Each line from the start of the records through the line containing "p.view_count, p.meta_title, \" is to be transcribed exactly, and no other line is to be included.

++++ Exercise materials

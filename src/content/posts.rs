use chrono::Utc;
use rusqlite::types::Value;
use rusqlite::{params, params_from_iter, Connection, OptionalExtension, Row};
use serde::Deserialize;
use tracing::{debug, info};

use super::categories::find_category;
use super::tags::{resolve_tags, tags_for_post};
use crate::auth::policy::{authorize, Action, Actor};
use crate::error::{is_unique_violation, CmsError, Result};
use crate::models::types::parse_document;
use crate::models::{
    AuthorProfile, DiscussionStatus, Document, Paginated, Pagination, Post, PostRevision,
    PostStatus, PostType, PostView,
};
use crate::utils::{double_option, escape_like, excerpt, non_empty, slugify, unique_slug};

/// 别名冲突时的最大重试次数
const SLUG_RETRIES: usize = 5;

/// 文章的创建/更新参数，缺省字段保持不变
#[derive(Debug, Clone, Default, Deserialize)]
#[serde(default)]
pub struct PostInput {
    pub title: Option<String>,
    pub slug: Option<String>,
    pub content: Option<String>,
    pub excerpt: Option<String>,
    pub featured_image: Option<String>,
    pub status: Option<String>,
    pub post_type: Option<String>,
    #[serde(deserialize_with = "double_option")]
    pub category_id: Option<Option<i64>>,
    pub comment_status: Option<String>,
    pub meta_title: Option<String>,
    pub meta_description: Option<String>,
    pub meta_keywords: Option<String>,
    pub custom_fields: Option<Document>,
    pub tags: Option<Vec<String>>,
}

/// 列表过滤条件，`None` 表示不过滤
#[derive(Debug, Clone, Default)]
pub struct PostFilter {
    pub status: Option<PostStatus>,
    pub post_type: Option<PostType>,
    pub category_id: Option<i64>,
    pub author_id: Option<i64>,
    /// 标签别名
    pub tag: Option<String>,
    /// 标题或正文的子串
    pub search: Option<String>,
}

fn post_columns(with_content: bool) -> String {
    let content = if with_content { "p.content" } else { "NULL" };
    format!(
        "p.id, p.title, p.slug, {content}, p.excerpt, p.featured_image, p.status, p.post_type, \
         p.author_id, p.category_id, p.comment_status, p.view_count, p.meta_title, \
         p.meta_description, p.meta_keywords, p.custom_fields, p.published_at, p.created_at, \
         p.updated_at"
    )
}

fn map_post(row: &Row<'_>) -> rusqlite::Result<Post> {
    Ok(Post {
        id: row.get(0)?,
        title: row.get(1)?,
        slug: row.get(2)?,
        content: row.get(3)?,
        excerpt: row.get(4)?,
        featured_image: row.get(5)?,
        status: row.get(6)?,
        post_type: row.get(7)?,
        author_id: row.get(8)?,
        category_id: row.get(9)?,
        comment_status: row.get(10)?,
        view_count: row.get(11)?,
        meta_title: row.get(12)?,
        meta_description: row.get(13)?,
        meta_keywords: row.get(14)?,
        custom_fields: parse_document(row.get(15)?),
        published_at: row.get(16)?,
        created_at: row.get(17)?,
        updated_at: row.get(18)?,
    })
}

fn map_revision(row: &Row<'_>) -> rusqlite::Result<PostRevision> {
    Ok(PostRevision {
        id: row.get(0)?,
        post_id: row.get(1)?,
        title: row.get(2)?,
        content: row.get(3)?,
        excerpt: row.get(4)?,
        revision_type: row.get(5)?,
        created_by: row.get(6)?,
        created_at: row.get(7)?,
    })
}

++++++++

#### Answer for the task:
filename src/content/posts.rs
use chrono::Utc;
use rusqlite::types::Value;
use rusqlite::{params, params_from_iter, Connection, OptionalExtension, Row};
use serde::Deserialize;
use tracing::{debug, info};

use super::categories::find_category;
use super::tags::{resolve_tags, tags_for_post};
use crate::auth::policy::{authorize, Action, Actor};
use crate::error::{is_unique_violation, CmsError, Result};
use crate::models::types::parse_document;
use crate::models::{
    AuthorProfile, DiscussionStatus, Document, Paginated, Pagination, Post, PostRevision,
    PostStatus, PostType, PostView,
};
use crate::utils::{double_option, escape_like, excerpt, non_empty, slugify, unique_slug};

/// 别名冲突时的最大重试次数
const SLUG_RETRIES: usize = 5;

/// 文章的创建/更新参数，缺省字段保持不变
#[derive(Debug, Clone, Default, Deserialize)]
#[serde(default)]
pub struct PostInput {
    pub title: Option<String>,
    pub slug: Option<String>,
    pub content: Option<String>,
    pub excerpt: Option<String>,
    pub featured_image: Option<String>,
    pub status: Option<String>,
    pub post_type: Option<String>,
    #[serde(deserialize_with = "double_option")]
    pub category_id: Option<Option<i64>>,
    pub comment_status: Option<String>,
    pub meta_title: Option<String>,
    pub meta_description: Option<String>,
    pub meta_keywords: Option<String>,
    pub custom_fields: Option<Document>,
    pub tags: Option<Vec<String>>,
}

/// 列表过滤条件，`None` 表示不过滤
#[derive(Debug, Clone, Default)]
pub struct PostFilter {
    pub status: Option<PostStatus>,
    pub post_type: Option<PostType>,
    pub category_id: Option<i64>,
    pub author_id: Option<i64>,
    /// 标签别名
    pub tag: Option<String>,
    /// 标题或正文的子串
    pub search: Option<String>,
}

fn post_columns(with_content: bool) -> String {
    let content = if with_content { "p.content" } else { "NULL" };
    format!(
        "p.id, p.title, p.slug, {content}, p.excerpt, p.featured_image, p.status, p.post_type, \
         p.author_id, p.category_id, p.comment_status, p.view_count, p.meta_title, \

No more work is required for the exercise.